Lexikon der Filmbegriffe

Klone / Klonieren

Hatte noch lange die ingenieurwissenschaftliche Arbeit am Cyborg und am Androiden dominiert, tritt die Vorstellung einer Genmanipulation und einer künstlichen Nutzung der Reproduktionsmedizin vor allem in den Genres der Science Fiction erst seit 1975 regelmäßig auf. Das Klonieren knüpft bruchlos an die Vorstellungswelten von Golem und Frankenstein an: Die Erschaffung künstlicher Menschen geht Wege der Reproduktion, die außerhalb der natürlichen Ordnung der Vermehrung liegen und die die verbindliche Rolle der Sexualität als Bedingung der Fortpflanzung aufheben. Der Reprodukteur nimmt Gottes Stelle ein – und er ist Magier (wie beim Golem) oder – oft verrückter – Wissenschaftler (wie in der Frankenstein- oder in der Jekyll/Hyde-Geschichte) oder eine Mischung von beidem. Kontexte des Klonierens und der genetischen Kontrolle sind Visionen des totalitären Staates (wie in Gattaca, 1997), faschistische Visionen, in denen das Rassenbild der Nazis wiedererscheint (The Lucifer Complex, 1987) oder die Hitlerfigur wiederkehrt (wie in The Boys from Brazil, 1978), Vorstellungen einer Zukunft, in der Individualität und Subjektivität nichts mehr gelten und das Individuum verfügbar geworden ist (The Sixth Day, 2000) oder gar die genetische Identität der Arten in Frage gestellt wird (wie in The Island of Dr. Moreau, 1996). Das Klon-Doppel ist in aller Regel bösartig und muss oft mühsam unter Kontrolle gebracht oder ausgeschaltet werden. Die Figur der „Geister, die ich rief“, wird auch in den Tierklon-Spektakeln des Jurassic-Park-Zyklus (1993-2001) dramatisiert. Die Klonierung ist im aktuellen Diskurs, wie er in den Gentechnik-Filmen geführt wird, so zum Allgemein-Symbol für die zunehmende Verfügungsmacht des Menschen geworden und ist meist fortschrittsskeptisch ausgerichtet. 

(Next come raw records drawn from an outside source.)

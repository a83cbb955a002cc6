#[cfg(test)]
mod tests {
    use std::time::Duration;

    use crate::algorithms::{FixedWindow, Step};
    use crate::policy::{Policy, QuotaType};
    use crate::rate::Rate;

    const KEY: &str = "rl:svc";

    fn policy(limit: u64, refresh_ms: u64) -> Policy {
        Policy::requests(limit, Duration::from_millis(refresh_ms), vec![]).unwrap()
    }

    /// Feed a sequence of steps through the algorithm as a backend would
    fn run(policy: &Policy, steps: &[(Step, u64)]) -> Vec<(bool, u64, u64)> {
        let mut state: Option<Rate> = None;
        steps
            .iter()
            .map(|&(step, now)| {
                let transition = FixedWindow::apply(state.take(), KEY, policy, step, now);
                let out = (
                    transition.admitted,
                    transition.rate.remaining,
                    transition.rate.reset,
                );
                state = Some(transition.rate);
                out
            })
            .collect()
    }

    #[test]
    fn test_first_limit_requests_are_admitted() {
        let p = policy(5, 60_000);
        let steps: Vec<_> = (0..6).map(|i| (Step::Consume(1), 1_000 + i)).collect();
        let results = run(&p, &steps);

        for (i, (admitted, remaining, _)) in results.iter().take(5).enumerate() {
            assert!(admitted, "Request {} should be admitted", i);
            assert_eq!(*remaining, 4 - i as u64);
        }
        assert_eq!(results[5], (false, 0, 61_000));
    }

    #[test]
    fn test_two_per_second_scenario() {
        // limit 2 per second: t=0,0,0 then t=2s
        let p = policy(2, 1_000);
        let results = run(
            &p,
            &[
                (Step::Consume(1), 0),
                (Step::Consume(1), 0),
                (Step::Consume(1), 0),
                (Step::Consume(1), 2_000),
            ],
        );

        assert_eq!(results[0], (true, 1, 1_000));
        assert_eq!(results[1], (true, 0, 1_000));
        assert_eq!(results[2], (false, 0, 1_000));
        assert_eq!(results[3], (true, 1, 3_000));
    }

    #[test]
    fn test_rejection_at_boundary_keeps_window() {
        let p = policy(1, 1_000);
        let results = run(
            &p,
            &[
                (Step::Consume(1), 0),
                (Step::Consume(1), 999),
                (Step::Consume(1), 1_000),
            ],
        );

        assert_eq!(results[1], (false, 0, 1_000));
        // now == reset starts the next window
        assert_eq!(results[2], (true, 0, 2_000));
    }

    #[test]
    fn test_zero_limit_always_rejects() {
        let p = policy(0, 1_000);
        let results = run(
            &p,
            &[
                (Step::Consume(1), 0),
                (Step::Consume(1), 5_000),
            ],
        );
        assert!(results.iter().all(|(admitted, remaining, _)| !admitted && *remaining == 0));
    }

    #[test]
    fn test_multi_unit_consume_does_not_go_negative() {
        let p = policy(5, 1_000);
        let results = run(
            &p,
            &[
                (Step::Consume(3), 0),
                (Step::Consume(3), 1),
                (Step::Consume(2), 2),
            ],
        );

        assert!(results[0].0);
        assert_eq!((results[1].0, results[1].1), (false, 2));
        assert_eq!((results[2].0, results[2].1), (true, 0));
    }

    #[test]
    fn test_reset_strictly_increases_across_rollovers() {
        let p = policy(1, 500);
        let steps: Vec<_> = [0, 700, 1_300, 1_300, 4_000]
            .iter()
            .map(|&t| (Step::Consume(1), t))
            .collect();
        let resets: Vec<u64> = run(&p, &steps).into_iter().map(|(_, _, r)| r).collect();

        assert_eq!(resets, vec![500, 1_200, 1_800, 1_800, 4_500]);
        assert!(resets.windows(2).all(|w| w[0] <= w[1]));
    }

    #[test]
    fn test_probe_and_settle_for_response_time() {
        let p = Policy::new(
            1_000,
            Duration::from_secs(10),
            QuotaType::ResponseTime,
            vec![],
        )
        .unwrap();
        let results = run(
            &p,
            &[
                (Step::Probe, 0),
                (Step::Settle(600), 10),
                (Step::Probe, 20),
                (Step::Settle(600), 30),
                (Step::Probe, 40),
                (Step::Probe, 10_000),
            ],
        );

        assert_eq!(results[0], (true, 1_000, 10_000));
        assert_eq!(results[1], (true, 400, 10_000));
        assert_eq!(results[2], (true, 400, 10_000));
        assert_eq!(results[3], (true, 0, 10_000));
        assert_eq!(results[4], (false, 0, 10_000));
        assert_eq!(results[5], (true, 1_000, 20_000));
    }

    #[test]
    fn test_policy_change_is_detected() {
        let stored = Rate {
            key: KEY.to_string(),
            limit: 100,
            remaining: 50,
            reset: 10_000,
        };

        let transition = FixedWindow::apply(Some(stored), KEY, &policy(10, 10_000), Step::Consume(1), 0);
        assert!(transition.admitted);
        assert_eq!(transition.rate.limit, 10);
        assert_eq!(transition.rate.remaining, 9);
        assert_eq!(transition.rate.reset, 10_000);
    }

    #[test]
    fn test_remaining_never_exceeds_limit() {
        let p = policy(3, 100);
        let steps: Vec<_> = (0..50u64).map(|i| (Step::Consume(1 + i % 2), i * 37)).collect();
        for (_, remaining, _) in run(&p, &steps) {
            assert!(remaining <= 3);
        }
    }
}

Literatur: Wulff, Hans J.: Klone im Kinofilm. Geschichten und Motive der Menschenverdoppelung. In: Medien praktisch, 3, 2001, S. 47-52; 4, 2001, S. 50-52. – Wulff, Hans J.: Zwischen Phantasie und Diskurs: Motive als Topoi in den Spielfilmen und journalistischen Texten der Gentechnik. In: Humane Stammzellen: Therapeutische Optionen, ökonomische Perspektiven, mediale Vermittlung. Hrsg. v. Christine Hauskeller. Lengerich: Pabst 2002, S. 203-219.